Our sample of administering nurses was intentionally small in order to reduce practice burden. Although capturing administering nurse perspectives in our study added valuable insight into the feasibility of instruments in practice, generalisability to other contexts is limited, with more replication studies needed. Further, the delay in interview time of up to two months post-study may have impacted on accurate recall, although nurses were provided with a quick refresher on each instrument prior to interview commencement. Another limitation was that all of the administering nurses who participated in providing feasibility and acceptability data were female and highly experienced, thus constituting a relatively homogenous group.

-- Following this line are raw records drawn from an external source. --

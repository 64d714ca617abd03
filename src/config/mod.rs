//! Generator configuration for attrgen
//!
//! Settings live in an optional TOML file (`attrgen.toml`), which sits
//! alongside the design by default. Every field has a default, so an empty
//! file and no file at all behave the same.
//!
//! ```toml
//! runtime_path = "crate::runtime"
//! private_suffix = "Raw"
//! header = "Cellar API types"
//! derive_serde = false
//! ```

use anyhow::Context;
use serde::{Deserialize, Serialize};
use std::path::{Path, PathBuf};

/// File name looked up next to a design when no config path is given.
pub const CONFIG_FILE_NAME: &str = "attrgen.toml";

/// Settings that shape generated code.
#[derive(Debug, Clone, Serialize, Deserialize, PartialEq, Eq)]
#[serde(default, deny_unknown_fields)]
pub struct GeneratorConfig {
    /// Path of the runtime module called by generated code
    pub runtime_path: String,
    /// Suffix of private struct names (`Bottle` → `BottlePrivate`)
    pub private_suffix: String,
    /// Suffix of view struct names (`Bottle` + `tiny` → `BottleTinyView`)
    pub view_suffix: String,
    /// Extra comment line below the generated-code marker
    #[serde(skip_serializing_if = "Option::is_none")]
    pub header: Option<String>,
    /// Whether generated structs derive `Serialize`/`Deserialize`
    pub derive_serde: bool,
}

impl Default for GeneratorConfig {
    fn default() -> Self {
        GeneratorConfig {
            runtime_path: "attrgen::runtime".to_string(),
            private_suffix: "Private".to_string(),
            view_suffix: "View".to_string(),
            header: None,
            derive_serde: true,
        }
    }
}

impl GeneratorConfig {
    /// Apply `ATTRGEN_RUNTIME_PATH`, `ATTRGEN_PRIVATE_SUFFIX` and
    /// `ATTRGEN_VIEW_SUFFIX` from the process environment.
    pub fn apply_env(&mut self) {
        self.apply_overrides(|key| std::env::var(key).ok());
    }

    /// Apply overrides from an arbitrary variable lookup. Empty values are
    /// ignored.
    pub fn apply_overrides<F>(&mut self, lookup: F)
    where
        F: Fn(&str) -> Option<String>,
    {
        let get = |key: &str| lookup(key).filter(|v| !v.trim().is_empty());
        if let Some(path) = get("ATTRGEN_RUNTIME_PATH") {
            self.runtime_path = path;
        }
        if let Some(suffix) = get("ATTRGEN_PRIVATE_SUFFIX") {
            self.private_suffix = suffix;
        }
        if let Some(suffix) = get("ATTRGEN_VIEW_SUFFIX") {
            self.view_suffix = suffix;
        }
    }
}

/// Load generator configuration from a TOML file
///
/// # Returns
///
/// Returns `Ok(Some(config))` if the file exists and parses successfully,
/// `Ok(None)` if it doesn't exist (not an error),
/// `Err` if it exists but fails to parse.
pub fn load_config(config_path: &Path) -> anyhow::Result<Option<GeneratorConfig>> {
    if !config_path.exists() {
        return Ok(None);
    }

    let contents = std::fs::read_to_string(config_path)
        .with_context(|| format!("Failed to read config: {}", config_path.display()))?;

    let config: GeneratorConfig = toml::from_str(&contents)
        .with_context(|| format!("Failed to parse config: {}", config_path.display()))?;

    Ok(Some(config))
}

/// Looks for `attrgen.toml` in the same directory as the design.
pub fn auto_detect_config_path(design_path: &Path) -> Option<PathBuf> {
    let config_path = design_path.parent()?.join(CONFIG_FILE_NAME);
    if config_path.exists() {
        Some(config_path)
    } else {
        None
    }
}

/// Resolve the config path
///
/// Priority:
/// 1. Explicitly provided path (via CLI)
/// 2. Auto-detected alongside the design
/// 3. None (defaults)
pub fn resolve_config_path(explicit_path: Option<&Path>, design_path: &Path) -> Option<PathBuf> {
    if let Some(path) = explicit_path {
        return Some(path.to_path_buf());
    }
    auto_detect_config_path(design_path)
}

/// Resolve, load and apply environment overrides in one step.
///
/// An explicit path that does not exist is an error; a missing auto-detected
/// file is not.
pub fn load_effective_config(
    explicit_path: Option<&Path>,
    design_path: &Path,
) -> anyhow::Result<GeneratorConfig> {
    let mut config = match resolve_config_path(explicit_path, design_path) {
        Some(path) => match load_config(&path)? {
            Some(config) => config,
            None if explicit_path.is_some() => {
                anyhow::bail!("Config file not found: {}", path.display())
            }
            None => GeneratorConfig::default(),
        },
        None => GeneratorConfig::default(),
    };
    config.apply_env();
    Ok(config)
}
//! Default-value finalizer synthesis.
//!
//! Finalizers run on the private representation, where every field is an
//! `Option`. Unset fields that declare a default are filled in; nested
//! objects and collection elements are visited when present.

use super::code::Block;
use super::literal::default_literal;
use super::naming::field_ident;
use super::reach::Reach;
use super::types::{child_path, is_boxed};
use super::{Context, SynthError};
use crate::design::{Attribute, DataType, Object};

type NeedsFinalize<'a> = Reach<'a, fn(&Attribute) -> bool>;

fn has_default(attribute: &Attribute) -> bool {
    attribute.default_value.is_some()
}

/// Like [`child_path`], but an unknown owner stays unknown.
fn sub_path(owner: &str, segment: &str) -> String {
    if owner.is_empty() {
        String::new()
    } else {
        child_path(owner, segment)
    }
}

pub struct FinalizerSynthesizer<'a> {
    ctx: Context<'a>,
    owner: String,
}

impl<'a> FinalizerSynthesizer<'a> {
    #[must_use]
    pub fn new(ctx: Context<'a>) -> Self {
        FinalizerSynthesizer {
            ctx,
            owner: String::new(),
        }
    }

    /// Path naming inline objects met at the top level, used by defaults
    /// that build one.
    #[must_use]
    pub fn with_owner(mut self, owner: impl Into<String>) -> Self {
        self.owner = owner.into();
        self
    }

    /// Code filling in defaults on the value at `target` (a mutable place).
    ///
    /// A named type is expanded at the top level; named types reached from
    /// its fields call their own `finalize()` when anything under them has a
    /// default. Which types need that call is decided once per call and
    /// memoized, so a type referring to itself is visited once.
    pub fn synthesize(&self, attribute: &Attribute, target: &str, depth: usize) -> Result<Block, SynthError> {
        let mut reach: NeedsFinalize<'a> = Reach::new(self.ctx.design, has_default);
        let owner = match &attribute.data_type {
            DataType::Named(name) | DataType::Projected(name) => name.as_str(),
            _ => self.owner.as_str(),
        };
        let attribute = self.ctx.design.underlying(attribute)?;
        match &attribute.data_type {
            DataType::Object(object) => self.object(&mut reach, object, target, owner, depth),
            _ => self.value(&mut reach, attribute, target, owner, depth),
        }
    }

    /// Whether `finalize()` of `type_name` does anything.
    pub fn type_needs_finalize(&self, type_name: &str) -> Result<bool, SynthError> {
        let mut reach: NeedsFinalize<'a> = Reach::new(self.ctx.design, has_default);
        reach.named(type_name)
    }

    fn object(
        &self,
        reach: &mut NeedsFinalize<'a>,
        object: &Object,
        target: &str,
        owner: &str,
        depth: usize,
    ) -> Result<Block, SynthError> {
        let mut block = Block::new();
        for field in object.iter() {
            let slot = format!("{target}.{}", field_ident(&field.name, &field.attribute));
            let path = sub_path(owner, &field.name);
            if let Some(default) = &field.attribute.default_value {
                let mut literal = default_literal(self.ctx, &field.attribute, default, &path)?;
                if is_boxed(&field.attribute) {
                    literal = format!("Box::new({literal})");
                }
                let mut assign = Block::new();
                assign.assign(&slot, format!("Some({literal})"));
                block.if_then(format!("{slot}.is_none()"), assign);
            }

            let v = format!("v{depth}");
            let inner = self.value(reach, &field.attribute, &v, &path, depth + 1)?;
            if !inner.is_empty() {
                block.if_let(format!("Some({v})"), format!("{slot}.as_mut()"), inner);
            }
        }
        Ok(block)
    }

    /// Code finalizing the value behind the mutable reference `binding`.
    fn value(
        &self,
        reach: &mut NeedsFinalize<'a>,
        attribute: &Attribute,
        binding: &str,
        path: &str,
        depth: usize,
    ) -> Result<Block, SynthError> {
        let mut block = Block::new();
        match &attribute.data_type {
            DataType::Primitive(_) => {}
            DataType::Object(object) => return self.object(reach, object, binding, path, depth),
            DataType::Named(name) | DataType::Projected(name) => {
                if reach.named(name)? {
                    block.expr(format!("{binding}.finalize()"));
                }
            }
            DataType::Array(elem) => {
                let e = format!("e{depth}");
                let inner = self.value(reach, elem, &e, &sub_path(path, "item"), depth + 1)?;
                if !inner.is_empty() {
                    block.for_each(e, format!("{binding}.iter_mut()"), inner);
                }
            }
            DataType::Map { elem, .. } => {
                let e = format!("e{depth}");
                let inner = self.value(reach, elem, &e, &sub_path(path, "value"), depth + 1)?;
                if !inner.is_empty() {
                    block.for_each(e, format!("{binding}.values_mut()"), inner);
                }
            }
        }
        Ok(block)
    }
}
use serde_json::Value;

use super::naming::field_ident;
use super::types::{child_path, has_inline_object, is_boxed, Representation};
use super::{Context, SynthError};
use crate::design::{Attribute, DataType, Object, PrimitiveKind};

/// Rust literal for a float, always carrying a decimal point or exponent.
pub(crate) fn f64_literal(x: f64) -> String {
    if x.is_nan() {
        "f64::NAN".to_string()
    } else if x.is_infinite() {
        if x > 0.0 { "f64::INFINITY" } else { "f64::NEG_INFINITY" }.to_string()
    } else {
        format!("{x:?}")
    }
}

/// Literal comparable against a value of `kind` (strings stay `&str`).
pub(crate) fn comparison_literal(kind: PrimitiveKind, value: &Value) -> String {
    match (kind, value) {
        (PrimitiveKind::String, Value::String(s)) => format!("{s:?}"),
        (PrimitiveKind::Integer, Value::Number(n)) => n.to_string(),
        (PrimitiveKind::Number, Value::Number(n)) => f64_literal(n.as_f64().unwrap_or_default()),
        (PrimitiveKind::Boolean, Value::Bool(b)) => b.to_string(),
        _ => json_macro(value),
    }
}

/// Owned literal of `kind` built from `value`.
pub(crate) fn primitive_literal(kind: PrimitiveKind, value: &Value) -> String {
    match (kind, value) {
        (PrimitiveKind::String, Value::String(s)) => format!("{s:?}.to_string()"),
        (PrimitiveKind::Any, _) => json_macro(value),
        _ => comparison_literal(kind, value),
    }
}

fn json_macro(value: &Value) -> String {
    format!("serde_json::json!({value})")
}

fn map_key_literal(key: &Attribute, raw: &str) -> String {
    match &key.data_type {
        DataType::Primitive(PrimitiveKind::String) => format!("{raw:?}.to_string()"),
        // Integer and boolean keys were checked to parse.
        _ => raw.to_string(),
    }
}

/// Expression building the default `value` with the shape of `attribute`
/// in the private representation.
///
/// Arrays and maps become `vec![..]` and `HashMap::from([..])` literals and
/// objects become struct literals of their private struct. `path` names the
/// struct of an inline object, the same way struct definitions do; it may
/// only be empty when no inline object is involved.
pub(crate) fn default_literal(
    ctx: Context<'_>,
    attribute: &Attribute,
    value: &Value,
    path: &str,
) -> Result<String, SynthError> {
    if path.is_empty() && has_inline_object(attribute) {
        return Err(SynthError::MissingOwner);
    }
    match (&attribute.data_type, value) {
        (DataType::Primitive(kind), _) => Ok(primitive_literal(*kind, value)),
        (DataType::Array(elem), Value::Array(items)) => {
            let item_path = child_path(path, "item");
            let items = items
                .iter()
                .map(|i| default_literal(ctx, elem, i, &item_path))
                .collect::<Result<Vec<_>, _>>()?;
            Ok(format!("vec![{}]", items.join(", ")))
        }
        (DataType::Map { key, elem }, Value::Object(entries)) => {
            let value_path = child_path(path, "value");
            let entries = entries
                .iter()
                .map(|(k, v)| {
                    Ok(format!(
                        "({}, {})",
                        map_key_literal(key, k),
                        default_literal(ctx, elem, v, &value_path)?
                    ))
                })
                .collect::<Result<Vec<_>, SynthError>>()?;
            Ok(format!("std::collections::HashMap::from([{}])", entries.join(", ")))
        }
        (DataType::Object(object), Value::Object(_)) => struct_literal(ctx, object, value, path),
        (DataType::Named(name) | DataType::Projected(name), Value::Object(_)) => {
            let object = ctx
                .design
                .lookup(name)?
                .attribute
                .as_object()
                .ok_or_else(|| SynthError::NotAnObject(name.clone()))?;
            struct_literal(ctx, object, value, name)
        }
        _ => Err(SynthError::InvalidDefault(path.to_string())),
    }
}

/// `Name { field: Some(..), .. }` for the entries of `value` that name
/// fields of `object`, in field order.
fn struct_literal(ctx: Context<'_>, object: &Object, value: &Value, path: &str) -> Result<String, SynthError> {
    let name = ctx.struct_name(path, Representation::Private);
    let Value::Object(entries) = value else {
        return Err(SynthError::InvalidDefault(path.to_string()));
    };
    if let Some(unknown) = entries.keys().find(|k| object.get(k).is_none()) {
        return Err(SynthError::InvalidDefault(child_path(path, unknown)));
    }
    let mut fields = Vec::new();
    for field in object.iter() {
        let Some(v) = entries.get(&field.name) else { continue };
        let mut literal = default_literal(ctx, &field.attribute, v, &child_path(path, &field.name))?;
        if is_boxed(&field.attribute) {
            literal = format!("Box::new({literal})");
        }
        fields.push(format!("{}: Some({literal})", field_ident(&field.name, &field.attribute)));
    }
    if fields.is_empty() {
        return Ok(format!("{name}::default()"));
    }
    if fields.len() < object.len() {
        fields.push("..Default::default()".to_string());
    }
    Ok(format!("{name} {{ {} }}", fields.join(", ")))
}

Further research is needed with a more diverse range of health service provider groups to provide a broader perspective. Our patient cohort was highly proficient in English; our results are likely not generalisable to patient cohorts with a large percentage of persons born in culturally and linguistically diverse contexts. We did not include all frailty screening instruments currently in use, for reasons of practicality and suitability to the Australian general practice context. Lastly, patient acceptability responses were paraphrased by the nurse for administered instruments but self-completed (handwritten by patients) for self-completed instruments. We expect that this may have somewhat reduced the richness of the acceptability data obtained for the administered instruments.